ECLI:NL:GHDHA:2013:4663

Gerechtshof Den Haag

Datum uitspraak
26 november 2013
Publicatiedatum
10 december 2013
Zaaknummer
200.110.311-01
Instantie
Gerechtshof Den Haag
Type
Uitspraak
Rechtsgebied
Civiel recht; Intellectueel-eigendomsrecht
Procedures
  • Hoger beroep
Vindplaatsen
  • Rechtspraak.nl
AI samenvatting door LexboostAutomatisch gegenereerd

Hoger beroep inzake proceskostenveroordeling in auteursrechtelijke zaak tussen STR Collectie en Harechair B.V.

In deze zaak gaat het om een hoger beroep van STR Collectie tegen Harechair B.V. inzake een proceskostenveroordeling in een auteursrechtelijke kwestie. Het Gerechtshof Den Haag heeft op 26 november 2013 uitspraak gedaan. STR, vertegenwoordigd door advocaat mr. R.A.J. Zomer, heeft in eerste aanleg een proceskostenvergoeding van € 11.781,25 aan Harechair, vertegenwoordigd door advocaat mr. L.J. Gravendeel, moeten betalen. STR heeft in hoger beroep betoogd dat dit bedrag te hoog is en heeft gevorderd dat Harechair het teveel betaalde bedrag terugbetaalt.
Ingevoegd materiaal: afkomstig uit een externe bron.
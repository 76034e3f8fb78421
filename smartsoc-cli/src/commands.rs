//! CLI subcommand handlers.

use crate::{Commands, ConfigAction, HistoryAction};
use smartsoc_core::chat::{ChatAssistant, ChatRole, OpenAiCompatClient, TranscriptStore};
use smartsoc_core::server::{self, ApiState};
use smartsoc_core::{
    FeedView, IncidentBoard, SimulationEngine, SmartSocConfig, StatsPanel, config::load_config,
};
use std::path::Path;
use std::sync::Arc;
use std::time::Duration;
use tracing::{info, warn};

/// Handle a CLI subcommand.
pub async fn handle_command(command: Commands, workspace: &Path) -> anyhow::Result<()> {
    match command {
        Commands::Run { duration, seed } => handle_run(workspace, duration, seed).await,
        Commands::Serve { host, port, start } => handle_serve(workspace, host, port, start).await,
        Commands::Chat => {
            let config = load_validated(workspace)?;
            crate::repl::run_interactive(config).await
        }
        Commands::History { action } => handle_history(action, workspace).await,
        Commands::Config { action } => handle_config(action, workspace),
    }
}

pub(crate) fn load_validated(workspace: &Path) -> anyhow::Result<SmartSocConfig> {
    let config = load_config(Some(workspace), None)
        .map_err(|e| anyhow::anyhow!("Configuration error: {}", e))?;
    config.validate()?;
    Ok(config)
}

/// Build the chat assistant, or `None` when no API key is available.
pub(crate) fn build_assistant(config: &SmartSocConfig) -> Option<Arc<ChatAssistant>> {
    match OpenAiCompatClient::new(&config.chat) {
        Ok(client) => Some(Arc::new(ChatAssistant::new(
            &config.chat,
            Arc::new(client),
            TranscriptStore::new(config.chat.history_file()),
        ))),
        Err(e) => {
            warn!(error = %e, env = %config.chat.api_key_env, "Chat assistant disabled");
            None
        }
    }
}

async fn handle_run(
    workspace: &Path,
    duration: Option<u64>,
    seed: Option<u64>,
) -> anyhow::Result<()> {
    let mut config = load_validated(workspace)?;
    if seed.is_some() {
        config.simulation.seed = seed;
    }
    let sim = &config.simulation;

    let engine = SimulationEngine::spawn(sim.clone())?;
    engine.register_sink(Box::new(FeedView::attached(
        sim.feed_render_limit,
        Box::new(std::io::stdout()),
    )))?;
    engine.register_sink(Box::new(IncidentBoard::attached(
        sim.incident_render_limit,
        Box::new(std::io::stdout()),
    )))?;
    engine.register_sink(Box::new(StatsPanel::attached(Box::new(std::io::stdout()))))?;
    engine.start().await?;

    match duration {
        Some(secs) => {
            tokio::select! {
                _ = tokio::time::sleep(Duration::from_secs(secs)) => {
                    info!(secs, "Run duration elapsed");
                }
                _ = tokio::signal::ctrl_c() => {}
            }
        }
        None => {
            tokio::signal::ctrl_c().await?;
        }
    }

    engine.stop().await?;
    let stats = engine.stats().await?;
    println!(
        "\nSimulation stopped: {} events, {} blocked, {} incidents",
        stats.total_events, stats.blocked_events, stats.incidents_created
    );
    engine.shutdown().await?;
    Ok(())
}

async fn handle_serve(
    workspace: &Path,
    host: Option<String>,
    port: Option<u16>,
    start: bool,
) -> anyhow::Result<()> {
    let mut config = load_validated(workspace)?;
    if let Some(host) = host {
        config.server.host = host;
    }
    if let Some(port) = port {
        config.server.port = port;
    }

    let engine = SimulationEngine::spawn(config.simulation.clone())?;
    if start {
        engine.start().await?;
    }
    let chat = build_assistant(&config);
    let state = ApiState::new(engine.clone(), chat);

    server::run(&config.server, state, async {
        let _ = tokio::signal::ctrl_c().await;
        info!("Shutdown requested");
    })
    .await?;

    engine.shutdown().await?;
    Ok(())
}

async fn handle_history(action: HistoryAction, workspace: &Path) -> anyhow::Result<()> {
    let config = load_validated(workspace)?;
    let store = TranscriptStore::new(config.chat.history_file());
    match action {
        HistoryAction::Show { json } => {
            let turns = store.load();
            if json {
                println!("{}", serde_json::to_string_pretty(&turns)?);
            } else if turns.is_empty() {
                println!("No chat history at {}", store.path().display());
            } else {
                for turn in &turns {
                    let who = match turn.role {
                        ChatRole::User => "you",
                        ChatRole::Assistant => "assistant",
                        ChatRole::System => "system",
                    };
                    println!("[{}] {}\n", who, turn.content);
                }
            }
            Ok(())
        }
        HistoryAction::Clear => {
            store.save(&[])?;
            println!("Cleared chat history at {}", store.path().display());
            Ok(())
        }
    }
}

fn handle_config(action: ConfigAction, workspace: &Path) -> anyhow::Result<()> {
    match action {
        ConfigAction::Show => {
            let mut config = load_validated(workspace)?;
            if config.chat.api_key.is_some() {
                config.chat.api_key = Some("********".to_string());
            }
            println!("{}", toml::to_string_pretty(&config)?);
            Ok(())
        }
        ConfigAction::Init => {
            let config_dir = workspace.join(".smartsoc");
            std::fs::create_dir_all(&config_dir)?;

            let config_path = config_dir.join("config.toml");
            if config_path.exists() {
                println!(
                    "Configuration file already exists at: {}",
                    config_path.display()
                );
                return Ok(());
            }

            let toml_str = toml::to_string_pretty(&SmartSocConfig::default())?;
            std::fs::write(&config_path, &toml_str)?;
            println!(
                "Created default configuration at: {}",
                config_path.display()
            );
            Ok(())
        }
    }
}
Het hof heeft in zijn arrest geoordeeld dat de grieven van STR grotendeels falen, maar dat de grief betreffende de proceskostenveroordeling in eerste aanleg gedeeltelijk slaagt. Het hof heeft vastgesteld dat de proceskostenvergoeding voor de eerste aanleg moet worden verlaagd naar € 9.389,29. Daarnaast heeft het hof geoordeeld dat STR de proceskosten van het hoger beroep moet dragen, die zijn begroot op € 4.505,94. Het hof heeft ook geoordeeld dat Harechair geen aanspraak kan maken op vergoeding van BTW en dat de proceskostenveroordeling in eerste aanleg moet worden aangepast.
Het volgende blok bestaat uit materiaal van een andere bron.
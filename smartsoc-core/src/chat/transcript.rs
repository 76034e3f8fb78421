//! Persisted chat transcript.
//!
//! The transcript is an ordered JSON array of `{role, content}` turns. Storage
//! problems never surface to the user: unreadable or corrupt data loads as an
//! empty history and failed writes are logged.

use serde::{Deserialize, Serialize};
use std::path::{Path, PathBuf};
use tracing::{debug, warn};

use crate::error::StorageError;

/// Speaker of a chat turn.
#[derive(Debug, Clone, Copy, PartialEq, Eq, Serialize, Deserialize)]
#[serde(rename_all = "lowercase")]
pub enum ChatRole {
    System,
    User,
    Assistant,
}

impl std::fmt::Display for ChatRole {
    fn fmt(&self, f: &mut std::fmt::Formatter<'_>) -> std::fmt::Result {
        match self {
            ChatRole::System => write!(f, "system"),
            ChatRole::User => write!(f, "user"),
            ChatRole::Assistant => write!(f, "assistant"),
        }
    }
}

/// One message in a conversation.
#[derive(Debug, Clone, PartialEq, Eq, Serialize, Deserialize)]
pub struct ChatTurn {
    pub role: ChatRole,
    pub content: String,
}

impl ChatTurn {
    pub fn system(content: impl Into<String>) -> Self {
        Self {
            role: ChatRole::System,
            content: content.into(),
        }
    }

    pub fn user(content: impl Into<String>) -> Self {
        Self {
            role: ChatRole::User,
            content: content.into(),
        }
    }

    pub fn assistant(content: impl Into<String>) -> Self {
        Self {
            role: ChatRole::Assistant,
            content: content.into(),
        }
    }
}

/// File-backed transcript storage.
#[derive(Debug, Clone)]
pub struct TranscriptStore {
    path: PathBuf,
}

impl TranscriptStore {
    pub fn new(path: impl Into<PathBuf>) -> Self {
        Self { path: path.into() }
    }

    pub fn path(&self) -> &Path {
        &self.path
    }

    /// Read the transcript, treating a missing file as empty.
    pub fn try_load(&self) -> Result<Vec<ChatTurn>, StorageError> {
        let raw = match std::fs::read_to_string(&self.path) {
            Ok(raw) => raw,
            Err(e) if e.kind() == std::io::ErrorKind::NotFound => return Ok(Vec::new()),
            Err(e) => {
                return Err(StorageError::Read {
                    path: self.path.clone(),
                    message: e.to_string(),
                });
            }
        };
        serde_json::from_str(&raw).map_err(|e| StorageError::Corrupt {
            path: self.path.clone(),
            message: e.to_string(),
        })
    }

    /// Read the transcript. Any failure is logged and yields an empty history.
    pub fn load(&self) -> Vec<ChatTurn> {
        match self.try_load() {
            Ok(turns) => {
                debug!(path = %self.path.display(), turns = turns.len(), "Loaded chat transcript");
                turns
            }
            Err(e) => {
                warn!(error = %e, "Discarding unreadable chat transcript");
                Vec::new()
            }
        }
    }

    /// Replace the stored transcript. The new contents land in a sibling
    /// `.tmp` file first and are renamed over the old one.
    pub fn save(&self, turns: &[ChatTurn]) -> Result<(), StorageError> {
        self.write_atomic(turns).map_err(|e| StorageError::Write {
            path: self.path.clone(),
            message: e.to_string(),
        })
    }

    fn write_atomic(&self, turns: &[ChatTurn]) -> std::io::Result<()> {
        let json = serde_json::to_string_pretty(turns).map_err(std::io::Error::other)?;
        if let Some(parent) = self.path.parent() {
            std::fs::create_dir_all(parent)?;
        }
        let staging = self.path.with_extension("tmp");
        std::fs::write(&staging, json)?;
        std::fs::rename(&staging, &self.path)
    }

    /// Save, logging instead of returning failures.
    pub fn save_or_log(&self, turns: &[ChatTurn]) {
        if let Err(e) = self.save(turns) {
            warn!(error = %e, "Failed to save chat transcript");
        }
    }
}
Het hof heeft verder geoordeeld dat Harechair moet terugbetalen wat STR te veel heeft betaald, vermeerderd met wettelijke rente. De beslissing van het hof is uitvoerbaar bij voorraad verklaard, maar er is geen verzoek gedaan om een uitvoerbaar bij voorraad-verklaring. Het arrest is uitgesproken ter openbare terechtzitting, waarbij de rechters en de griffier aanwezig waren.

Uitspraak

GERECHTSHOF DEN HAAG

Afdeling civiel recht
Zaaknummer : 200.110.311/01
Rolnummer Rechtbank : 406938/HA ZA 11-2640

arrest van 26 november 2013

inzake

[appellant],

h.o.d.n.
STR Collectie,
wonende te Sprang-Capelle,
appellant,
hierna te noemen: STR,
advocaat: mr. R.A.J. Zomer te Oosterhout,
tegen

HARECHAIR B.V.,gevestigd te Eemnes,

geïntimeerde,
hierna te noemen: Harechair,
advocaat: mr. L.J. Gravendeel te Hilversum.
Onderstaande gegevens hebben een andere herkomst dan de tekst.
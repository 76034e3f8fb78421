//! Category-specific automated response rules applied after a delay.

use crate::types::{Category, EventRecord, EventStatus};

/// The terminal status a record moves to and the simulated defensive action.
#[derive(Debug, Clone, Copy, PartialEq, Eq)]
pub struct Resolution {
    pub status: EventStatus,
    pub action: &'static str,
}

/// Decide how a record auto-resolves. `None` leaves it `Active`.
///
/// Brute force is blocked only above `block_threshold` attempts; malware is
/// contained; DDoS is mitigated. Other categories have no rule.
pub fn resolution_for(record: &EventRecord, block_threshold: u64) -> Option<Resolution> {
    match record.category {
        Category::BruteForce => {
            let attempts = record.attempts()?;
            (attempts > block_threshold).then_some(Resolution {
                status: EventStatus::Blocked,
                action: "Blocked source IP",
            })
        }
        Category::Malware => Some(Resolution {
            status: EventStatus::Contained,
            action: "Quarantined affected system",
        }),
        Category::Ddos => Some(Resolution {
            status: EventStatus::Mitigated,
            action: "Enabled DDoS mitigation",
        }),
        Category::Phishing | Category::Insider | Category::Exfiltration => None,
    }
}

#[cfg(test)]
mod tests {
    use super::*;
    use crate::generator::EventGenerator;
    use rand::SeedableRng;
    use rand::rngs::StdRng;

    #[test]
    fn test_brute_force_threshold() {
        let mut generator = EventGenerator::new();
        let mut rng = StdRng::seed_from_u64(4);
        let blocked = generator.brute_force(35, &mut rng);
        assert_eq!(
            resolution_for(&blocked, 20).map(|r| r.status),
            Some(EventStatus::Blocked)
        );
        let edge = generator.brute_force(21, &mut rng);
        assert!(resolution_for(&edge, 20).is_some());
        let at_threshold = generator.brute_force(20, &mut rng);
        assert!(resolution_for(&at_threshold, 20).is_none());
        let low = generator.brute_force(12, &mut rng);
        assert!(resolution_for(&low, 20).is_none());
    }

    #[test]
    fn test_category_rules() {
        let mut generator = EventGenerator::new();
        let mut rng = StdRng::seed_from_u64(8);
        let status = |c: Category, g: &mut EventGenerator, r: &mut StdRng| {
            resolution_for(&g.generate(c, r), 20).map(|r| r.status)
        };
        assert_eq!(
            status(Category::Malware, &mut generator, &mut rng),
            Some(EventStatus::Contained)
        );
        assert_eq!(
            status(Category::Ddos, &mut generator, &mut rng),
            Some(EventStatus::Mitigated)
        );
        assert_eq!(status(Category::Phishing, &mut generator, &mut rng), None);
        assert_eq!(status(Category::Insider, &mut generator, &mut rng), None);
        assert_eq!(status(Category::Exfiltration, &mut generator, &mut rng), None);
    }
}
Verder verloop van het geding

Voor het verloop van het geding tot aan het arrest van 17 september 2013 verwijst het hof naar dat arrest. Daarbij is STR in de gelegenheid gesteld bij akte te reageren op de door Harechair bij memorie van antwoord overgelegde begroting van haar proceskosten in hoger beroep.
STR heeft op 1 oktober 2013 en Harechair op 29 oktober 2013 een akte genomen.
Arrest is bepaald op heden.

Verdere beoordeling van het beroep

1.
In de rov. 17 en 19 van voornoemd tussenarrest is het hof tot het oordeel gekomen dat de grieven 1 tot en met 10 van STR falen, respectievelijk niet tot vernietiging van het bestreden vonnis kunnen leiden. In de rov. 20-22 heeft het hof grief 11, betreffende de proceskostenveroordeling in eerste aanleg, beoordeeld en geconcludeerd dat die grief slaagt voor zover een hoger bedrag aan proceskosten is toegewezen dan € 9.389,29.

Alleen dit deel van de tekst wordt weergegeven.